What Makes This Competitive

A competitive version of this project goes past a simple simulation. You would compare several network types, test misspecified nuisance models, and report how often confidence intervals actually cover the true effect. You could also separate direct effects from spillover effects, then test whether the estimator behaves differently for each one.

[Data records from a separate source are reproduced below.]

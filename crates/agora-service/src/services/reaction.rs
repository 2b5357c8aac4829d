//! Reaction service
//!
//! One reaction per (post, user, kind); the storage key enforces it.

use agora_core::entities::{Reaction, User};
use agora_core::value_objects::Snowflake;
use tracing::{info, instrument};

use crate::dto::{AddReactionRequest, ReactionResponse};

use super::context::ServiceContext;
use super::error::{ServiceError, ServiceResult};
use super::post::PostService;

/// Reaction service
pub struct ReactionService<'a> {
    ctx: &'a ServiceContext,
}

impl<'a> ReactionService<'a> {
    /// Create a new ReactionService
    pub fn new(ctx: &'a ServiceContext) -> Self {
        Self { ctx }
    }

    /// Reactions on a post, optionally filtered by kind
    #[instrument(skip(self))]
    pub async fn list_reactions(
        &self,
        post_id: Snowflake,
        viewer_id: Snowflake,
        kind: Option<&str>,
    ) -> ServiceResult<Vec<ReactionResponse>> {
        PostService::new(self.ctx).visible_post(post_id, viewer_id).await?;

        let reactions = self.ctx.reaction_repo().find_by_post(post_id, kind).await?;

        let mut responses = Vec::with_capacity(reactions.len());
        for reaction in &reactions {
            let user = self.get_user(reaction.user_id).await?;
            responses.push(ReactionResponse::from_parts(reaction, &user));
        }

        Ok(responses)
    }

    /// React to a post; a duplicate (post, user, kind) is a conflict
    #[instrument(skip(self, request))]
    pub async fn add_reaction(
        &self,
        post_id: Snowflake,
        user_id: Snowflake,
        request: AddReactionRequest,
    ) -> ServiceResult<ReactionResponse> {
        PostService::new(self.ctx).visible_post(post_id, user_id).await?;

        let reaction = Reaction::new(post_id, user_id, request.kind);
        self.ctx.reaction_repo().create(&reaction).await?;

        info!(post_id = %post_id, user_id = %user_id, kind = %reaction.kind, "Reaction added");

        let user = self.get_user(user_id).await?;
        Ok(ReactionResponse::from_parts(&reaction, &user))
    }

    /// Remove the caller's reaction of the given kind (no-op if absent)
    #[instrument(skip(self))]
    pub async fn remove_reaction(
        &self,
        post_id: Snowflake,
        user_id: Snowflake,
        kind: &str,
    ) -> ServiceResult<()> {
        self.ctx.reaction_repo().delete(post_id, user_id, kind).await?;

        info!(post_id = %post_id, user_id = %user_id, kind = %kind, "Reaction removed");

        Ok(())
    }

    async fn get_user(&self, user_id: Snowflake) -> ServiceResult<User> {
        self.ctx
            .user_repo()
            .find_by_id(user_id)
            .await?
            .ok_or_else(|| ServiceError::not_found("User", user_id.to_string()))
    }
}

#[cfg(test)]
mod tests {
    // Covered end-to-end by the integration test suite
}
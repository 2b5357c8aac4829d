//! PostgreSQL implementation of ReactionRepository

use async_trait::async_trait;
use sqlx::PgPool;
use tracing::instrument;

use agora_core::entities::Reaction;
use agora_core::error::DomainError;
use agora_core::traits::{ReactionRepository, RepoResult};
use agora_core::value_objects::Snowflake;

use crate::models::ReactionModel;

use super::error::{map_db_error, map_unique_violation};

/// PostgreSQL implementation of ReactionRepository
///
/// Uniqueness of (post_id, user_id, kind) is the table's primary key, so
/// concurrent duplicate reactions fail at the constraint rather than in an
/// application-level check.
#[derive(Clone)]
pub struct PgReactionRepository {
    pool: PgPool,
}

impl PgReactionRepository {
    /// Create a new PgReactionRepository
    pub fn new(pool: PgPool) -> Self {
        Self { pool }
    }
}

#[async_trait]
impl ReactionRepository for PgReactionRepository {
    #[instrument(skip(self))]
    async fn find_by_post(
        &self,
        post_id: Snowflake,
        kind: Option<&str>,
    ) -> RepoResult<Vec<Reaction>> {
        let results = sqlx::query_as::<_, ReactionModel>(
            r"
            SELECT post_id, user_id, kind, created_at
            FROM reactions
            WHERE post_id = $1 AND ($2::text IS NULL OR kind = $2)
            ORDER BY created_at
            ",
        )
        .bind(post_id.into_inner())
        .bind(kind)
        .fetch_all(&self.pool)
        .await
        .map_err(map_db_error)?;

        Ok(results.into_iter().map(Reaction::from).collect())
    }

    #[instrument(skip(self, reaction))]
    async fn create(&self, reaction: &Reaction) -> RepoResult<()> {
        sqlx::query(
            r"
            INSERT INTO reactions (post_id, user_id, kind, created_at)
            VALUES ($1, $2, $3, $4)
            ",
        )
        .bind(reaction.post_id.into_inner())
        .bind(reaction.user_id.into_inner())
        .bind(&reaction.kind)
        .bind(reaction.created_at)
        .execute(&self.pool)
        .await
        .map_err(|e| map_unique_violation(e, || DomainError::AlreadyReacted))?;

        Ok(())
    }

    #[instrument(skip(self))]
    async fn delete(&self, post_id: Snowflake, user_id: Snowflake, kind: &str) -> RepoResult<()> {
        // Removing an absent reaction is a no-op
        sqlx::query(
            r"
            DELETE FROM reactions WHERE post_id = $1 AND user_id = $2 AND kind = $3
            ",
        )
        .bind(post_id.into_inner())
        .bind(user_id.into_inner())
        .bind(kind)
        .execute(&self.pool)
        .await
        .map_err(map_db_error)?;

        Ok(())
    }
}

#[cfg(test)]
mod tests {
    use super::*;

    #[test]
    fn test_repo_is_send_sync() {
        fn assert_send_sync<T: Send + Sync>() {}
        assert_send_sync::<PgReactionRepository>();
    }
}
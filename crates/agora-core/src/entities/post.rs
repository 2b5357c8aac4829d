//! Post entity - authored content, optionally scoped to a group

use chrono::{DateTime, Utc};

use crate::value_objects::Snowflake;

/// Post entity
///
/// A post with `group_id` set lives inside that group and inherits its
/// visibility rules; unpublished posts are hidden from all listings.
#[derive(Debug, Clone, PartialEq, Eq)]
pub struct Post {
    pub id: Snowflake,
    pub title: String,
    pub content: String,
    pub author_id: Snowflake,
    pub group_id: Option<Snowflake>,
    pub published: bool,
    pub created_at: DateTime<Utc>,
    pub updated_at: DateTime<Utc>,
}

impl Post {
    /// Create a new published Post
    pub fn new(
        id: Snowflake,
        title: String,
        content: String,
        author_id: Snowflake,
        group_id: Option<Snowflake>,
    ) -> Self {
        let now = Utc::now();
        Self {
            id,
            title,
            content,
            author_id,
            group_id,
            published: true,
            created_at: now,
            updated_at: now,
        }
    }

    /// Check if a user authored this post
    #[inline]
    pub fn is_author(&self, user_id: Snowflake) -> bool {
        self.author_id == user_id
    }

    /// Update the title
    pub fn set_title(&mut self, title: String) {
        self.title = title;
        self.updated_at = Utc::now();
    }

    /// Update the body
    pub fn set_content(&mut self, content: String) {
        self.content = content;
        self.updated_at = Utc::now();
    }

    /// Publish or unpublish
    pub fn set_published(&mut self, published: bool) {
        self.published = published;
        self.updated_at = Utc::now();
    }
}
//! HTTP handlers organized by domain

pub mod auth;
pub mod comments;
pub mod groups;
pub mod health;
pub mod joins;
pub mod members;
pub mod messages;
pub mod posts;
pub mod reactions;
pub mod shares;
pub mod users;

use agora_core::Snowflake;

use crate::response::ApiError;

/// Parse a Snowflake path segment
pub(crate) fn parse_path_id(raw: &str, name: &str) -> Result<Snowflake, ApiError> {
    raw.parse()
        .map_err(|_| ApiError::invalid_path(format!("Invalid {name} format")))
}
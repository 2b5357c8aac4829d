//! Domain entities - core business objects

mod comment;
mod group;
mod join_request;
mod member;
mod message;
mod post;
mod reaction;
mod shared_post;
mod user;

pub use comment::Comment;
pub use group::Group;
pub use join_request::{JoinRequest, JoinRequestStatus, StatusParseError};
pub use member::GroupMember;
pub use message::Message;
pub use post::Post;
pub use reaction::Reaction;
pub use shared_post::SharedPost;
pub use user::{generate_token, User};
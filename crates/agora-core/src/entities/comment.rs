//! Comment entity - threaded one level under a post

use chrono::{DateTime, Utc};

use crate::value_objects::Snowflake;

/// Comment on a post
///
/// `parent_id` references another comment on the same post; threading is a
/// single level deep (replies to replies attach to the top-level comment).
#[derive(Debug, Clone, PartialEq, Eq)]
pub struct Comment {
    pub id: Snowflake,
    pub post_id: Snowflake,
    pub author_id: Snowflake,
    pub content: String,
    pub parent_id: Option<Snowflake>,
    pub created_at: DateTime<Utc>,
}

impl Comment {
    /// Create a top-level comment
    pub fn new(id: Snowflake, post_id: Snowflake, author_id: Snowflake, content: String) -> Self {
        Self {
            id,
            post_id,
            author_id,
            content,
            parent_id: None,
            created_at: Utc::now(),
        }
    }

    /// Create a reply to an existing comment
    pub fn reply(
        id: Snowflake,
        post_id: Snowflake,
        author_id: Snowflake,
        content: String,
        parent_id: Snowflake,
    ) -> Self {
        Self {
            parent_id: Some(parent_id),
            ..Self::new(id, post_id, author_id, content)
        }
    }

    #[inline]
    pub fn is_reply(&self) -> bool {
        self.parent_id.is_some()
    }
}

#[cfg(test)]
mod tests {
    use super::*;

    #[test]
    fn test_top_level_comment() {
        let comment = Comment::new(
            Snowflake::new(1),
            Snowflake::new(2),
            Snowflake::new(3),
            "Nice".to_string(),
        );
        assert!(!comment.is_reply());
    }

    #[test]
    fn test_reply() {
        let reply = Comment::reply(
            Snowflake::new(4),
            Snowflake::new(2),
            Snowflake::new(3),
            "Agreed".to_string(),
            Snowflake::new(1),
        );
        assert!(reply.is_reply());
        assert_eq!(reply.parent_id, Some(Snowflake::new(1)));
    }
}
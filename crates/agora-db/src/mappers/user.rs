//! User entity <-> model mapper

use agora_core::entities::User;
use agora_core::value_objects::Snowflake;

use crate::models::UserModel;

impl From<UserModel> for User {
    fn from(model: UserModel) -> Self {
        User {
            id: Snowflake::new(model.id),
            name: model.name,
            email: model.email,
            image: model.image,
            email_verified: model.email_verified,
            created_at: model.created_at,
            updated_at: model.updated_at,
        }
    }
}
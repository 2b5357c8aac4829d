//! User service

use agora_core::value_objects::Snowflake;
use tracing::instrument;

use crate::dto::{CurrentUserResponse, UserResponse};

use super::context::ServiceContext;
use super::error::{ServiceError, ServiceResult};

/// User service
pub struct UserService<'a> {
    ctx: &'a ServiceContext,
}

impl<'a> UserService<'a> {
    /// Create a new UserService
    pub fn new(ctx: &'a ServiceContext) -> Self {
        Self { ctx }
    }

    /// The authenticated user's own profile
    #[instrument(skip(self))]
    pub async fn get_current_user(&self, user_id: Snowflake) -> ServiceResult<CurrentUserResponse> {
        let user = self
            .ctx
            .user_repo()
            .find_by_id(user_id)
            .await?
            .ok_or_else(|| ServiceError::not_found("User", user_id.to_string()))?;

        Ok(CurrentUserResponse::from(&user))
    }

    /// Another user's public profile
    #[instrument(skip(self))]
    pub async fn get_user(&self, user_id: Snowflake) -> ServiceResult<UserResponse> {
        let user = self
            .ctx
            .user_repo()
            .find_by_id(user_id)
            .await?
            .ok_or_else(|| ServiceError::not_found("User", user_id.to_string()))?;

        Ok(UserResponse::from(&user))
    }
}
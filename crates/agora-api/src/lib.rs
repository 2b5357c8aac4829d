//! # agora-api
//!
//! REST API server built with the Axum framework.

pub mod extractors;
pub mod handlers;
pub mod middleware;
pub mod response;
pub mod routes;
pub mod server;
pub mod state;

pub use server::{create_app, create_app_state, run, run_server};
//! Post sharing handlers

use axum::{
    extract::{Path, State},
    Json,
};
use agora_service::{SharedPostResponse, SharePostRequest, ShareResponse, ShareService};

use crate::extractors::{AuthUser, ValidatedJson};
use crate::response::{ApiResult, Created};
use crate::state::AppState;

use super::parse_path_id;

/// Share a post with another user
///
/// POST /posts/share
pub async fn share_post(
    State(state): State<AppState>,
    auth: AuthUser,
    ValidatedJson(request): ValidatedJson<SharePostRequest>,
) -> ApiResult<Created<Json<ShareResponse>>> {
    let service = ShareService::new(state.service_context());
    let response = service.share_post(auth.user_id, request).await?;
    Ok(Created(Json(response)))
}

/// Fetch a shared post record (sharer or receiver only)
///
/// GET /posts/shared/{shared_post_id}
pub async fn get_shared_post(
    State(state): State<AppState>,
    auth: AuthUser,
    Path(shared_post_id): Path<String>,
) -> ApiResult<Json<SharedPostResponse>> {
    let shared_post_id = parse_path_id(&shared_post_id, "shared_post_id")?;

    let service = ShareService::new(state.service_context());
    let response = service.get_shared_post(shared_post_id, auth.user_id).await?;
    Ok(Json(response))
}
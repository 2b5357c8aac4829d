//! Mappers from domain entities to response DTOs

use agora_core::entities::{Group, GroupMember, JoinRequest, Message, Post, Reaction, User};
use agora_core::value_objects::GroupRole;

use super::responses::{
    CurrentUserResponse, GroupResponse, JoinRequestResponse, MemberResponse, MemberUserResponse,
    MessageResponse, PostResponse, ReactionResponse, UserResponse,
};

impl From<&User> for UserResponse {
    fn from(user: &User) -> Self {
        Self {
            id: user.id.to_string(),
            name: user.name.clone(),
            image: user.image.clone(),
        }
    }
}

impl From<&User> for MemberUserResponse {
    fn from(user: &User) -> Self {
        Self {
            id: user.id.to_string(),
            name: user.name.clone(),
            email: user.email.clone(),
            image: user.image.clone(),
        }
    }
}

impl From<&User> for CurrentUserResponse {
    fn from(user: &User) -> Self {
        Self {
            id: user.id.to_string(),
            name: user.name.clone(),
            email: user.email.clone(),
            image: user.image.clone(),
            email_verified: user.email_verified,
            created_at: user.created_at,
        }
    }
}

/// Group with everything its response needs
#[derive(Debug)]
pub struct GroupWithMeta {
    pub group: Group,
    pub owner: User,
    pub member_count: i64,
    pub post_count: i64,
    pub viewer_role: Option<GroupRole>,
}

impl From<GroupWithMeta> for GroupResponse {
    fn from(meta: GroupWithMeta) -> Self {
        Self {
            id: meta.group.id.to_string(),
            name: meta.group.name,
            slug: meta.group.slug,
            description: meta.group.description,
            is_private: meta.group.is_private,
            owner: UserResponse::from(&meta.owner),
            member_count: meta.member_count,
            post_count: meta.post_count,
            is_member: meta.viewer_role.is_some(),
            role: meta.viewer_role,
            created_at: meta.group.created_at,
        }
    }
}

/// Member row paired with its user profile
#[derive(Debug)]
pub struct MemberWithUser {
    pub member: GroupMember,
    pub user: User,
}

impl From<MemberWithUser> for MemberResponse {
    fn from(pair: MemberWithUser) -> Self {
        Self {
            group_id: pair.member.group_id.to_string(),
            user: MemberUserResponse::from(&pair.user),
            role: pair.member.role,
            joined_at: pair.member.joined_at,
        }
    }
}

impl From<(JoinRequest, User)> for JoinRequestResponse {
    fn from((request, user): (JoinRequest, User)) -> Self {
        Self {
            group_id: request.group_id.to_string(),
            user: MemberUserResponse::from(&user),
            status: request.status,
            created_at: request.created_at,
        }
    }
}

/// Post with everything its response needs
#[derive(Debug)]
pub struct PostWithMeta {
    pub post: Post,
    pub author: User,
    pub comment_count: i64,
    pub reaction_count: i64,
}

impl From<PostWithMeta> for PostResponse {
    fn from(meta: PostWithMeta) -> Self {
        Self {
            id: meta.post.id.to_string(),
            title: meta.post.title,
            content: meta.post.content,
            author: UserResponse::from(&meta.author),
            group_id: meta.post.group_id.map(|id| id.to_string()),
            published: meta.post.published,
            comment_count: meta.comment_count,
            reaction_count: meta.reaction_count,
            created_at: meta.post.created_at,
            updated_at: meta.post.updated_at,
        }
    }
}

impl ReactionResponse {
    pub fn from_parts(reaction: &Reaction, user: &User) -> Self {
        Self {
            post_id: reaction.post_id.to_string(),
            user: UserResponse::from(user),
            kind: reaction.kind.clone(),
            created_at: reaction.created_at,
        }
    }
}

impl MessageResponse {
    pub fn from_parts(message: &Message, sender: &User, receiver: &User) -> Self {
        Self {
            id: message.id.to_string(),
            sender: UserResponse::from(sender),
            receiver: UserResponse::from(receiver),
            content: message.content.clone(),
            read: message.read,
            shared_post_id: message.shared_post_id.map(|id| id.to_string()),
            created_at: message.created_at,
        }
    }
}
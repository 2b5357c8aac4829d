//! Group handlers
//!
//! Endpoints for group management.

use axum::{
    extract::{Path, Query, State},
    Json,
};
use agora_core::traits::GroupListQuery;
use agora_service::{
    CreateGroupRequest, GroupResponse, GroupService, PaginatedResponse, UpdateGroupRequest,
};
use serde::Deserialize;

use crate::extractors::{AuthUser, Page, ValidatedJson};
use crate::response::{ApiResult, Created, NoContent};
use crate::state::AppState;

use super::parse_path_id;

/// Filters for the group listing
#[derive(Debug, Deserialize)]
pub struct GroupListParams {
    #[serde(default)]
    pub search: Option<String>,
    /// Only groups the caller belongs to
    #[serde(default)]
    pub my_groups: bool,
}

/// List groups visible to the caller
///
/// GET /groups
pub async fn list_groups(
    State(state): State<AppState>,
    auth: AuthUser,
    page: Page,
    Query(params): Query<GroupListParams>,
) -> ApiResult<Json<PaginatedResponse<GroupResponse>>> {
    let query = GroupListQuery {
        search: params.search.filter(|s| !s.is_empty()),
        only_member: params.my_groups,
        page: page.query(),
    };

    let service = GroupService::new(state.service_context());
    let response = service.list_groups(auth.user_id, query).await?;
    Ok(Json(response))
}

/// Create a new group
///
/// POST /groups
pub async fn create_group(
    State(state): State<AppState>,
    auth: AuthUser,
    ValidatedJson(request): ValidatedJson<CreateGroupRequest>,
) -> ApiResult<Created<Json<GroupResponse>>> {
    let service = GroupService::new(state.service_context());
    let response = service.create_group(auth.user_id, request).await?;
    Ok(Created(Json(response)))
}

/// Get group by ID
///
/// GET /groups/{group_id}
pub async fn get_group(
    State(state): State<AppState>,
    auth: AuthUser,
    Path(group_id): Path<String>,
) -> ApiResult<Json<GroupResponse>> {
    let group_id = parse_path_id(&group_id, "group_id")?;

    let service = GroupService::new(state.service_context());
    let response = service.get_group(group_id, auth.user_id).await?;
    Ok(Json(response))
}

/// Update group settings
///
/// PATCH /groups/{group_id}
pub async fn update_group(
    State(state): State<AppState>,
    auth: AuthUser,
    Path(group_id): Path<String>,
    ValidatedJson(request): ValidatedJson<UpdateGroupRequest>,
) -> ApiResult<Json<GroupResponse>> {
    let group_id = parse_path_id(&group_id, "group_id")?;

    let service = GroupService::new(state.service_context());
    let response = service.update_group(group_id, auth.user_id, request).await?;
    Ok(Json(response))
}

/// Delete group
///
/// DELETE /groups/{group_id}
pub async fn delete_group(
    State(state): State<AppState>,
    auth: AuthUser,
    Path(group_id): Path<String>,
) -> ApiResult<NoContent> {
    let group_id = parse_path_id(&group_id, "group_id")?;

    let service = GroupService::new(state.service_context());
    service.delete_group(group_id, auth.user_id).await?;
    Ok(NoContent)
}
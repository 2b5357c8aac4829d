//! Reaction handlers

use axum::{
    extract::{Path, Query, State},
    Json,
};
use agora_service::{AddReactionRequest, ReactionResponse, ReactionService};
use serde::Deserialize;

use crate::extractors::{AuthUser, ValidatedJson};
use crate::response::{ApiError, ApiResult, Created, NoContent};
use crate::state::AppState;

use super::parse_path_id;

/// Reaction kind filter / selector
#[derive(Debug, Deserialize)]
pub struct ReactionParams {
    #[serde(default)]
    pub kind: Option<String>,
}

/// List a post's reactions
///
/// GET /posts/{post_id}/reactions
pub async fn list_reactions(
    State(state): State<AppState>,
    auth: AuthUser,
    Path(post_id): Path<String>,
    Query(params): Query<ReactionParams>,
) -> ApiResult<Json<Vec<ReactionResponse>>> {
    let post_id = parse_path_id(&post_id, "post_id")?;

    let service = ReactionService::new(state.service_context());
    let response = service
        .list_reactions(post_id, auth.user_id, params.kind.as_deref())
        .await?;
    Ok(Json(response))
}

/// React to a post
///
/// POST /posts/{post_id}/reactions
pub async fn add_reaction(
    State(state): State<AppState>,
    auth: AuthUser,
    Path(post_id): Path<String>,
    ValidatedJson(request): ValidatedJson<AddReactionRequest>,
) -> ApiResult<Created<Json<ReactionResponse>>> {
    let post_id = parse_path_id(&post_id, "post_id")?;

    let service = ReactionService::new(state.service_context());
    let response = service.add_reaction(post_id, auth.user_id, request).await?;
    Ok(Created(Json(response)))
}

/// Remove the caller's reaction of a kind
///
/// DELETE /posts/{post_id}/reactions?kind=...
pub async fn remove_reaction(
    State(state): State<AppState>,
    auth: AuthUser,
    Path(post_id): Path<String>,
    Query(params): Query<ReactionParams>,
) -> ApiResult<NoContent> {
    let post_id = parse_path_id(&post_id, "post_id")?;
    let kind = params
        .kind
        .ok_or_else(|| ApiError::invalid_query("Missing reaction kind"))?;

    let service = ReactionService::new(state.service_context());
    service.remove_reaction(post_id, auth.user_id, &kind).await?;
    Ok(NoContent)
}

Strong analysis and careful assumptions matter more than fancy code.

Project Variations

• Use a public friendship network and compare estimators under different levels of spillover.
• Simulate school or online community networks and test how cluster size changes estimator accuracy.
• Study whether the estimator behaves differently when treatment is binary versus continuous.

Learn More

• Stanford SNAP: Search the Stanford Network Analysis Project for open network datasets and graph benchmarks.
• NIH PubMed: Search for review articles on causal inference with interference and network spillovers.
• Journal of the American Statistical Association: Search for papers on doubly robust estimation and treatment effects under interference.
• MIT OpenCourseWare: Look for probability, statistics, and causal inference course materials from MIT.
• NIST/SEMATECH e-Handbook of Statistical Methods: Use it for confidence intervals, model checking, and regression basics.